# PROVIDED DATA
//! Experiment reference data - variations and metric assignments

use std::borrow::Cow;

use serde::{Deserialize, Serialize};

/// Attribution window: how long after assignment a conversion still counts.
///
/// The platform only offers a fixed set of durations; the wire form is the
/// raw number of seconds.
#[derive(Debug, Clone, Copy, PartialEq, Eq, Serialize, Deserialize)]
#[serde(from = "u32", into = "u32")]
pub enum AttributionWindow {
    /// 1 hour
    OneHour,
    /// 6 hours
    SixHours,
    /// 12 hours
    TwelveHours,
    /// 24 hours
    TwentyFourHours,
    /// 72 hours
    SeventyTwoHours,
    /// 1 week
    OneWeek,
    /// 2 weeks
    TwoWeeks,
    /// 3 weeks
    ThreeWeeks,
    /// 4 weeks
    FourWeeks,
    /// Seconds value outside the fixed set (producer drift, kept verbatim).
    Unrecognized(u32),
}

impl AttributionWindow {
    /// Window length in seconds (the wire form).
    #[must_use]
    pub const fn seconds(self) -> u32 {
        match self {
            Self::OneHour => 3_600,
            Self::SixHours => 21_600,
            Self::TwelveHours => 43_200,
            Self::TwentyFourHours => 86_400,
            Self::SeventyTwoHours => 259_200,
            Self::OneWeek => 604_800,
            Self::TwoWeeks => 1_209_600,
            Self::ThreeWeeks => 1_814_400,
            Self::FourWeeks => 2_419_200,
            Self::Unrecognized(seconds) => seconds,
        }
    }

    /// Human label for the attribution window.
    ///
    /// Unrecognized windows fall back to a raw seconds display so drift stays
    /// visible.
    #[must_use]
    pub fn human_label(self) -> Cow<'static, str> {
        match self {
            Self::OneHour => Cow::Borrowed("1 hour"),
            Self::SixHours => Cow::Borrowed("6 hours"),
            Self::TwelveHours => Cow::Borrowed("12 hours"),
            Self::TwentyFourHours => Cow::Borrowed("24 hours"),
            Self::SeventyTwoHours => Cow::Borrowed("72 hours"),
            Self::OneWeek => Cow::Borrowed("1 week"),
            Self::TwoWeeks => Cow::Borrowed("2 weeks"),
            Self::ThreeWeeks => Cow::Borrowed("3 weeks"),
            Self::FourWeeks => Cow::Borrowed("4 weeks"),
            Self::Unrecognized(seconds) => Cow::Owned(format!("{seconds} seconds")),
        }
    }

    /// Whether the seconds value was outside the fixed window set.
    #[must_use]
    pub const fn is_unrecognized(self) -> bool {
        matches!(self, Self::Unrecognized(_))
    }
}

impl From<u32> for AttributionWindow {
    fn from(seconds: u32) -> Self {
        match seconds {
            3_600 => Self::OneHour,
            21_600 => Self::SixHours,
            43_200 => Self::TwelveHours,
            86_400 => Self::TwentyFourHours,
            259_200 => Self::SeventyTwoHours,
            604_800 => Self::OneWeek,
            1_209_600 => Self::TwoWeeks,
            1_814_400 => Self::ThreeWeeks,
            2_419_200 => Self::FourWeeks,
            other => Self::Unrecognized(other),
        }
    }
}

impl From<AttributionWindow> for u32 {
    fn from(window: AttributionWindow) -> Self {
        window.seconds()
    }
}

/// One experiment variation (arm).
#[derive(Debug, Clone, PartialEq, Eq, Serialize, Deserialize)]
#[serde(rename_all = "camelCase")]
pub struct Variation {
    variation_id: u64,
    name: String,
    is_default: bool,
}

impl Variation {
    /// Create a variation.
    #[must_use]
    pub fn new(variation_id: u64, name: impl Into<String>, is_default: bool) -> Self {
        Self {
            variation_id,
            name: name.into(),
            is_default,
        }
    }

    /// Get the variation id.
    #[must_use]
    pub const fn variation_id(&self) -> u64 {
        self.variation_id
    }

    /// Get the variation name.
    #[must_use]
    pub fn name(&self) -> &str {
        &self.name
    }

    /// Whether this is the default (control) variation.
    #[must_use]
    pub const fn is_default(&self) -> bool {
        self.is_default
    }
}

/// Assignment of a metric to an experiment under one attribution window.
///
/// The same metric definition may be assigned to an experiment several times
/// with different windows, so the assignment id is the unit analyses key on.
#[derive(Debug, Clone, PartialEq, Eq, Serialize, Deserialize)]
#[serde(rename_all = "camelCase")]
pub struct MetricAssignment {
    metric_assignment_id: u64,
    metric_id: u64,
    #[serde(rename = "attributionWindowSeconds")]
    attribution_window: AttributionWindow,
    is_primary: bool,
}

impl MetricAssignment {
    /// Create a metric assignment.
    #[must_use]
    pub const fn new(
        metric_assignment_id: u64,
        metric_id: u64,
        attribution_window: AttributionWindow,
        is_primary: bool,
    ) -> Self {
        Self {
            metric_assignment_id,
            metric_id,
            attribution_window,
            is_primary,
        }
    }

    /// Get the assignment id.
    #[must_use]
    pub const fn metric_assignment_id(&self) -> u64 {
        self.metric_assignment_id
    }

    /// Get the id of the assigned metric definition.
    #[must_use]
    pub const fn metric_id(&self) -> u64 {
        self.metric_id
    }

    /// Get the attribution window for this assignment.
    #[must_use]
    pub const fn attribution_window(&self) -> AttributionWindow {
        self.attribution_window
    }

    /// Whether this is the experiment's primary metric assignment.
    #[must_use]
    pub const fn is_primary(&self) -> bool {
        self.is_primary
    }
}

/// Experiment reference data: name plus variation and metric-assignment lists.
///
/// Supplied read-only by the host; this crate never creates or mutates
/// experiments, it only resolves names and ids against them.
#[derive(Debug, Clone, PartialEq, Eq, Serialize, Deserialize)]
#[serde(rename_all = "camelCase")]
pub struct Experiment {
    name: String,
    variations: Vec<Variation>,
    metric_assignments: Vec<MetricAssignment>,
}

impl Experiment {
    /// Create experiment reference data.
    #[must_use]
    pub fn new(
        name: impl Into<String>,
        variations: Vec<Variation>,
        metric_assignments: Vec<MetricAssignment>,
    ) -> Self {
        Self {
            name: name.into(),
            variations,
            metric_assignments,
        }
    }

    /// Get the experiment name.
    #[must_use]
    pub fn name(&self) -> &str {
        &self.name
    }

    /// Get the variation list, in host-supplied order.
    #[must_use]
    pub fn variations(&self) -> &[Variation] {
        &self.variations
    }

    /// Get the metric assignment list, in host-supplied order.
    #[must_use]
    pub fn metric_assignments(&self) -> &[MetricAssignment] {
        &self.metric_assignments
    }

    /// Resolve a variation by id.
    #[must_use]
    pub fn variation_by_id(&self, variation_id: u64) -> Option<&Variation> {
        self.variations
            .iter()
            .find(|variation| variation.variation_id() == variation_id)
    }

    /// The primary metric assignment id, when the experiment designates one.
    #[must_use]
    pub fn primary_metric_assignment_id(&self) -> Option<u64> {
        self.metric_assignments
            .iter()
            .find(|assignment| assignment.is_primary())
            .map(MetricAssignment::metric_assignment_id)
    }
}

# WHAT YOU HAVE TO DO
Looking at the listing above, tally the lines containing "Whether" and give only that tally.

# SOLUTION FOR THIS TASK
3